Construction-to-Perm Loans in 2026: How to Finance Your Spec Home From Ground to Sale

Building a spec home is one of the most profitable plays in real estate — if you can get the financing right. Most investors stumble at the construction stage, cobbling together two separate loans when one product does everything. A construction-to-perm loan (also called a C2P or one-time close loan) handles the build and the long-term hold in a single closing. Here is exactly how it works, who qualifies, and how to use it to maximize your returns in 2026.

What Is a Construction-to-Perm Loan?

A construction-to-perm loan combines a short-term construction loan and a permanent mortgage into a single product with one closing, one set of closing costs, and one approval process. During the build phase you draw funds in stages as work is completed.
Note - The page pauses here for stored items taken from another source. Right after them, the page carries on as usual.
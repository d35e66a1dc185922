//! Null-aware records over a runtime schema
//!
//! A [`Record`] is one logical row: ordered unique column names, a parallel
//! list of values, and a null bitmap where bit `i` marks column `i` as
//! missing. Column names are shared between records behind a reference
//! count and copied only when a record changes its structure.

use std::fmt;
use std::sync::Arc;

use crate::bitmap::Bitmap;
use crate::error::{Error, Result};
use crate::pattern::Pattern;
use crate::tensor::Tensor;
use crate::value::{DataType, Value};

/// One row of named, dynamically typed, possibly missing values
#[derive(Debug, Clone, PartialEq, Default)]
pub struct Record {
    /// Column names, shared copy-on-write
    names: Arc<Vec<String>>,

    /// Values parallel to `names`
    values: Vec<Value>,

    /// Bit `i` set when column `i` is missing
    na: Bitmap,
}

impl Record {
    /// Create a record with no missing values
    pub fn new(names: Vec<String>, values: Vec<Value>) -> Result<Self> {
        Self::from_parts(Arc::new(names), values, Bitmap::new())
    }

    /// Create a record from shared names, values and null flags
    pub fn from_parts(names: Arc<Vec<String>>, values: Vec<Value>, na: Bitmap) -> Result<Self> {
        if names.len() != values.len() {
            return Err(Error::InvalidArgument(format!(
                "record has {} names but {} values",
                names.len(),
                values.len()
            )));
        }
        for (i, n) in names.iter().enumerate() {
            if names[..i].contains(n) {
                return Err(Error::InvalidArgument(format!("duplicate column name '{n}'")));
            }
        }
        Ok(Self { names, values, na })
    }

    /// Assemble a record whose names are known to be unique and match `values`
    pub(crate) fn assemble(names: Arc<Vec<String>>, values: Vec<Value>, na: Bitmap) -> Self {
        debug_assert_eq!(names.len(), values.len());
        Self { names, values, na }
    }

    /// Record over the same columns as this one holding other values
    ///
    /// The names are shared and not validated again, which makes this the
    /// cheap way to build many rows of one schema.
    pub fn sibling(&self, values: Vec<Value>, na: Bitmap) -> Result<Record> {
        if values.len() != self.names.len() {
            return Err(Error::InvalidArgument(format!(
                "record has {} names but {} values",
                self.names.len(),
                values.len()
            )));
        }
        Ok(Self::assemble(Arc::clone(&self.names), values, na))
    }

    /// Create a record from `(name, value)` pairs
    pub fn from_pairs<N, I>(pairs: I) -> Result<Self>
    where
        N: Into<String>,
        I: IntoIterator<Item = (N, Value)>,
    {
        let (names, values): (Vec<String>, Vec<Value>) =
            pairs.into_iter().map(|(n, v)| (n.into(), v)).unzip();
        Self::new(names, values)
    }

    /// Column names
    pub fn names(&self) -> &[String] {
        &self.names
    }

    /// Shared handle to the column names
    pub fn shared_names(&self) -> Arc<Vec<String>> {
        Arc::clone(&self.names)
    }

    /// Values in column order
    pub fn values(&self) -> &[Value] {
        &self.values
    }

    /// Null flags
    pub fn na(&self) -> &Bitmap {
        &self.na
    }

    /// Number of columns
    pub fn len(&self) -> usize {
        self.values.len()
    }

    /// Check if the record has no columns
    pub fn is_empty(&self) -> bool {
        self.values.is_empty()
    }

    /// Position of a column
    pub fn pos(&self, name: &str) -> Option<usize> {
        self.names.iter().position(|n| n == name)
    }

    /// Value at a column position
    ///
    /// # Panics
    ///
    /// Panics if `i` is not below [`Record::len`]. Use [`Record::value`] for
    /// a checked lookup by name.
    pub fn value_at(&self, i: usize) -> &Value {
        &self.values[i]
    }

    /// Null flag at a column position; false past the last column
    pub fn is_na_at(&self, i: usize) -> bool {
        self.na.bit(i)
    }

    /// Value of a named column
    pub fn value(&self, name: &str) -> Result<&Value> {
        let j = self.require(name)?;
        Ok(&self.values[j])
    }

    /// Null flag of a named column
    pub fn is_na(&self, name: &str) -> Result<bool> {
        let j = self.require(name)?;
        Ok(self.na.bit(j))
    }

    /// Integer column
    pub fn int(&self, name: &str) -> Result<i64> {
        match self.value(name)? {
            Value::Int(i) => Ok(*i),
            other => Err(mismatch(name, DataType::Int, other)),
        }
    }

    /// Double precision column
    pub fn float(&self, name: &str) -> Result<f64> {
        match self.value(name)? {
            Value::Float64(x) => Ok(*x),
            other => Err(mismatch(name, DataType::Float64, other)),
        }
    }

    /// Single precision column
    pub fn real(&self, name: &str) -> Result<f32> {
        match self.value(name)? {
            Value::Float32(x) => Ok(*x),
            other => Err(mismatch(name, DataType::Float32, other)),
        }
    }

    /// Text column
    pub fn text(&self, name: &str) -> Result<&str> {
        match self.value(name)? {
            Value::Text(s) => Ok(s),
            other => Err(mismatch(name, DataType::Text, other)),
        }
    }

    /// Boolean column
    pub fn flag(&self, name: &str) -> Result<bool> {
        match self.value(name)? {
            Value::Bool(b) => Ok(*b),
            other => Err(mismatch(name, DataType::Bool, other)),
        }
    }

    /// Tensor column
    pub fn tensor(&self, name: &str) -> Result<&Tensor> {
        match self.value(name)? {
            Value::Tensor(t) => Ok(t),
            other => Err(Error::TypeMismatch(format!(
                "column '{name}' is {}, not a tensor",
                other.data_type()
            ))),
        }
    }

    /// Independent copy with room for `extra` more columns
    pub fn copy(&self, extra: usize) -> Record {
        let mut names = Vec::with_capacity(self.names.len() + extra);
        names.extend(self.names.iter().cloned());
        let mut values = Vec::with_capacity(self.values.len() + extra);
        values.extend(self.values.iter().cloned());
        Record {
            names: Arc::new(names),
            values,
            na: self.na.clone(),
        }
    }

    /// Right-biased merge: columns of `other` overwrite or extend by name
    pub fn with(&self, other: &Record) -> Record {
        let mut r = self.clone();
        for (i, name) in other.names.iter().enumerate() {
            r.assign(name, other.values[i].clone(), other.na.bit(i));
        }
        r
    }

    /// Assign or append a column, clearing its null flag
    pub fn set(&self, name: &str, value: impl Into<Value>) -> Record {
        self.clone().put(name, value.into(), false)
    }

    /// Assign or append a column with an explicit null flag
    pub fn set_na(&self, name: &str, value: impl Into<Value>, na: bool) -> Record {
        self.clone().put(name, value.into(), na)
    }

    /// Consuming form of [`Record::set_na`]
    pub fn put(mut self, name: &str, value: Value, na: bool) -> Record {
        self.assign(name, value, na);
        self
    }

    /// Copy with floating columns rounded half away from zero
    pub fn round(&self, precision: i32) -> Record {
        Record {
            names: Arc::clone(&self.names),
            values: self.values.iter().map(|v| v.round(precision)).collect(),
            na: self.na.clone(),
        }
    }

    /// Expand a tensor column into scalar columns `<column>1..<column>N`
    pub fn unpack_tensor(&self, column: &str) -> Result<Record> {
        TensorUnpacker::new(self, column)?.apply(self)
    }

    fn assign(&mut self, name: &str, value: Value, na: bool) {
        let j = match self.pos(name) {
            Some(j) => {
                self.values[j] = value;
                j
            }
            None => {
                Arc::make_mut(&mut self.names).push(name.to_string());
                self.values.push(value);
                self.values.len() - 1
            }
        };
        self.na.set(j, na);
    }

    fn require(&self, name: &str) -> Result<usize> {
        self.pos(name)
            .ok_or_else(|| Error::Mapping(format!("record has no column '{name}'")))
    }
}

fn mismatch(name: &str, wanted: DataType, got: &Value) -> Error {
    Error::TypeMismatch(format!(
        "column '{name}' is {}, not {wanted}",
        got.data_type()
    ))
}

impl fmt::Display for Record {
    fn fmt(&self, f: &mut fmt::Formatter<'_>) -> fmt::Result {
        write!(f, "Record{{")?;
        for (i, n) in self.names.iter().enumerate() {
            if i > 0 {
                write!(f, ", ")?;
            }
            if self.na.bit(i) {
                write!(f, "{n}:N/A")?;
            } else {
                write!(f, "{n}:{}", self.values[i])?;
            }
        }
        write!(f, "}}")
    }
}

/// Reusable projection onto the columns matching any of a set of patterns
///
/// Patterns are tried in order and the first match wins, so every source
/// column appears at most once, in source order.
#[derive(Debug, Clone)]
pub struct OnlyFilter {
    names: Arc<Vec<String>>,
    indices: Vec<usize>,
}

impl OnlyFilter {
    /// Resolve the projection against a set of column names
    pub fn new(names: &[String], patterns: &[Pattern]) -> Self {
        let mut kept = Vec::with_capacity(names.len());
        let mut indices = Vec::with_capacity(names.len());
        for (i, n) in names.iter().enumerate() {
            if patterns.iter().any(|p| p.matches(n)) {
                kept.push(n.clone());
                indices.push(i);
            }
        }
        Self {
            names: Arc::new(kept),
            indices,
        }
    }

    /// Names kept by the projection
    pub fn names(&self) -> &[String] {
        &self.names
    }

    /// Project one record
    pub fn apply(&self, record: &Record) -> Record {
        let mut na = Bitmap::new();
        let values = self
            .indices
            .iter()
            .enumerate()
            .map(|(k, &i)| {
                if record.na.bit(i) {
                    na.set(k, true);
                }
                record.values[i].clone()
            })
            .collect();
        Record {
            names: Arc::clone(&self.names),
            values,
            na,
        }
    }
}

/// Expands one tensor column into `volume` scalar columns
#[derive(Debug, Clone)]
pub struct TensorUnpacker {
    column: usize,
    volume: usize,
    names: Arc<Vec<String>>,
}

impl TensorUnpacker {
    /// Build the unpacker from a sample record
    pub fn new(sample: &Record, column: &str) -> Result<Self> {
        let j = sample.require(column)?;
        let volume = sample.tensor(column)?.volume();
        let mut names: Vec<String> = sample
            .names
            .iter()
            .enumerate()
            .filter(|&(i, _)| i != j)
            .map(|(_, n)| n.clone())
            .collect();
        names.extend((1..=volume).map(|k| format!("{column}{k}")));
        Ok(Self {
            column: j,
            volume,
            names: Arc::new(names),
        })
    }

    /// Names produced by the unpacker
    pub fn names(&self) -> &[String] {
        &self.names
    }

    /// Unpack one record; its tensor must have the sample's volume
    pub fn apply(&self, record: &Record) -> Result<Record> {
        let tensor = match record.values.get(self.column) {
            Some(Value::Tensor(t)) => t,
            _ => {
                return Err(Error::TypeMismatch(format!(
                    "column {} is not a tensor",
                    self.column
                )))
            }
        };
        if tensor.volume() != self.volume {
            return Err(Error::TypeMismatch(format!(
                "tensor volume {} differs from expected {}",
                tensor.volume(),
                self.volume
            )));
        }
        let mut values = Vec::with_capacity(self.names.len());
        let mut na = Bitmap::new();
        for (i, v) in record.values.iter().enumerate() {
            if i != self.column {
                if record.na.bit(i) {
                    na.set(values.len(), true);
                }
                values.push(v.clone());
            }
        }
        let missing = record.na.bit(self.column);
        for v in tensor.extract() {
            if missing {
                na.set(values.len(), true);
            }
            values.push(v);
        }
        Ok(Record {
            names: Arc::clone(&self.names),
            values,
            na,
        })
    }
}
Once a certificate of occupancy is issued, the loan automatically converts to a standard mortgage — no second closing, no second round of underwriting.

Compare this to the traditional two-loan path: a standalone construction loan (typically 12 to 18 months, interest-only) followed by a separate conventional or DSCR mortgage. Two closings means two origination fees, two rounds of documentation, and two approval risks. If rates move against you between close one and close two, your permanent financing gets more expensive. The C2P eliminates all of that.
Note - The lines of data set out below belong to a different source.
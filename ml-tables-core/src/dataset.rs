//! Datasets handed to model training
//!
//! A [`Dataset`] names where rows come from and which columns play which
//! role. Sources are anything implementing [`AnyData`]: a lazy stream or a
//! materialized table.

use std::fmt;
use std::sync::Arc;

use crate::error::Result;
use crate::lazy::Lazy;
use crate::pattern::Pattern;
use crate::record::Record;
use crate::table::Table;

/// A source that can be streamed or materialized
pub trait AnyData: Send + Sync {
    /// Fresh stream over the rows
    fn lazy(&self) -> Lazy<Record>;

    /// Materialize the rows
    fn table(&self) -> Result<Table>;
}

impl AnyData for Lazy<Record> {
    fn lazy(&self) -> Lazy<Record> {
        self.clone()
    }

    fn table(&self) -> Result<Table> {
        self.collect()
    }
}

impl AnyData for Table {
    fn lazy(&self) -> Lazy<Record> {
        Table::lazy(self)
    }

    fn table(&self) -> Result<Table> {
        Ok(self.clone())
    }
}

/// Source data and column roles for training or prediction
#[derive(Clone)]
pub struct Dataset {
    /// Training rows
    pub source: Arc<dyn AnyData>,

    /// Validation rows; the source is used when absent
    pub validation: Option<Arc<dyn AnyData>>,

    /// Label column or pattern
    pub label: String,

    /// Boolean column marking test rows; empty when there is none
    pub test: String,

    /// Feature column patterns
    pub features: Vec<String>,
}

impl Dataset {
    /// Create a dataset over a source with no roles assigned
    pub fn new(source: impl AnyData + 'static) -> Self {
        Self {
            source: Arc::new(source),
            validation: None,
            label: String::new(),
            test: String::new(),
            features: Vec::new(),
        }
    }

    /// Set the validation source
    pub fn with_validation(mut self, validation: impl AnyData + 'static) -> Self {
        self.validation = Some(Arc::new(validation));
        self
    }

    /// Set the label column
    pub fn with_label(mut self, label: impl Into<String>) -> Self {
        self.label = label.into();
        self
    }

    /// Set the test flag column
    pub fn with_test(mut self, test: impl Into<String>) -> Self {
        self.test = test.into();
        self
    }

    /// Set the feature patterns
    pub fn with_features<S: AsRef<str>>(mut self, features: &[S]) -> Self {
        self.features = features.iter().map(|f| f.as_ref().to_string()).collect();
        self
    }

    /// Validation source, falling back to the training source
    pub fn validation(&self) -> &dyn AnyData {
        self.validation.as_deref().unwrap_or(self.source.as_ref())
    }

    /// Compiled feature patterns
    pub fn feature_patterns(&self) -> Result<Vec<Pattern>> {
        Pattern::all(&self.features)
    }

    /// Source rows not flagged as test rows
    pub fn train_rows(&self) -> Lazy<Record> {
        if self.test.is_empty() {
            self.source.lazy()
        } else {
            self.source.lazy().if_not_flag(&self.test)
        }
    }

    /// Validation rows flagged as test rows
    pub fn test_rows(&self) -> Lazy<Record> {
        if self.test.is_empty() {
            self.validation().lazy()
        } else {
            self.validation().lazy().if_flag(&self.test)
        }
    }

    /// Project rows onto the feature and label columns
    pub fn model_columns(&self, rows: &Lazy<Record>) -> Lazy<Record> {
        let mut patterns = self.features.clone();
        if !self.label.is_empty() {
            patterns.push(self.label.clone());
        }
        rows.only(&patterns)
    }
}

impl fmt::Debug for Dataset {
    fn fmt(&self, f: &mut fmt::Formatter<'_>) -> fmt::Result {
        f.debug_struct("Dataset")
            .field("validation", &self.validation.is_some())
            .field("label", &self.label)
            .field("test", &self.test)
            .field("features", &self.features)
            .finish_non_exhaustive()
    }
}

#[cfg(test)]
mod tests {
    use super::*;
    use crate::value::Value;

    fn rows() -> Lazy<Record> {
        Lazy::from_records(
            (0..6)
                .map(|i| {
                    Record::from_pairs([
                        ("Feature1", Value::Float32(0.5)),
                        ("Feature2", Value::Int(i)),
                        ("Label", Value::Int(i % 2)),
                        ("Test", Value::Bool(i >= 4)),
                    ])
                    .unwrap()
                })
                .collect(),
        )
    }

    #[test]
    fn test_train_and_test_split() {
        let ds = Dataset::new(rows()).with_test("Test");
        assert_eq!(ds.train_rows().count().unwrap(), 4);
        assert_eq!(ds.test_rows().count().unwrap(), 2);
    }

    #[test]
    fn test_validation_falls_back_to_source() {
        let table = rows().collect().unwrap();
        let ds = Dataset::new(table.clone());
        assert_eq!(ds.validation().table().unwrap(), table);
        let other = Dataset::new(rows()).with_validation(table.slice(0, 2));
        assert_eq!(other.validation().table().unwrap().len(), 2);
    }

    #[test]
    fn test_model_columns() {
        let ds = Dataset::new(rows())
            .with_label("Label")
            .with_features(&["Feature*"]);
        assert_eq!(ds.feature_patterns().unwrap().len(), 1);
        let t = ds.model_columns(&ds.train_rows()).collect().unwrap();
        assert_eq!(t.names(), &["Feature1", "Feature2", "Label"]);
    }
}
How the Draw Schedule Works

Lenders do not hand over the full loan amount at closing. Instead, they release funds in draws tied to verified construction milestones. A typical draw schedule for a spec build looks like this:

  • Draw 1 (foundation complete): 10 to 15% of the loan
  • Draw 2 (framing complete): 20 to 25%
  • Draw 3 (mechanical rough-in — plumbing, electrical, HVAC): 20%
  • Draw 4 (insulation and drywall): 15%
  • Draw 5 (interior finishes and exterior complete): 15 to 20%
  • Final draw (certificate of occupancy issued): remaining balance

Before each draw is released, the lender sends an inspector to verify work is actually complete. Budget an extra five to seven business days per draw for inspection and wire. Factor this into your GC payment schedule so your contractor is not waiting on you.
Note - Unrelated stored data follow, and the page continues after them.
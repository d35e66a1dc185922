//! Error types for ML table pipelines

use std::io;
use thiserror::Error;

/// Result type for ML table pipeline operations
pub type Result<T> = std::result::Result<T, Error>;

/// Error type for ML table pipeline operations
#[derive(Error, Debug)]
pub enum Error {
    /// Rows of incompatible shape met in one collect or chain
    #[error("Schema mismatch: {0}")]
    SchemaMismatch(String),

    /// A mapper could not resolve a target field to any source column
    #[error("Mapping error: {0}")]
    Mapping(String),

    /// Wrong dynamic type requested or value cannot be converted
    #[error("Type mismatch: {0}")]
    TypeMismatch(String),

    /// Non-contiguous bitmap append
    #[error("Bitmap range error: cannot append at {at}, bitmap length is {len}")]
    BitmapRange {
        /// Requested append position
        at: usize,
        /// Current logical length of the bitmap
        len: usize,
    },

    /// Checkpoint iteration outside of the retained window
    #[error("Iteration {iteration} is out of stash [{first}, {last}]")]
    StashRange {
        /// Requested iteration
        iteration: usize,
        /// Oldest retained iteration
        first: usize,
        /// Newest retained iteration
        last: usize,
    },

    /// Failure reported by an external producer or sink
    #[error("Upstream error: {0}")]
    Upstream(#[from] anyhow::Error),

    /// IO error during stash or reader operations
    #[error("IO error: {0}")]
    Io(#[from] io::Error),

    /// Invalid argument
    #[error("Invalid argument: {0}")]
    InvalidArgument(String),
}

impl Error {
    /// Wrap any external failure as an upstream error
    pub fn upstream<E>(err: E) -> Self
    where
        E: std::error::Error + Send + Sync + 'static,
    {
        Error::Upstream(anyhow::Error::new(err))
    }
}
During construction you pay interest only on funds drawn, not on the full committed loan amount. If you have a $600,000 C2P loan but only $200,000 has been drawn, your monthly interest payment is on $200,000. This keeps your carrying cost low while the build is underway.

Who Qualifies for a Construction-to-Perm Loan in 2026

Lenders underwriting a C2P loan are approving both the construction risk and the long-term credit risk at the same time. Qualification requirements are tighter than a standard purchase loan:

Credit Score

Most lenders want a 680 minimum for a C2P loan. Some portfolio lenders and private money sources will go down to 640 with compensating factors (larger down payment, lower LTC). Below 640, you are likely looking at a standalone hard money construction loan that you refinance into permanent financing after CO.

Loan-to-Cost (LTC) and Loan-to-Value (LTV)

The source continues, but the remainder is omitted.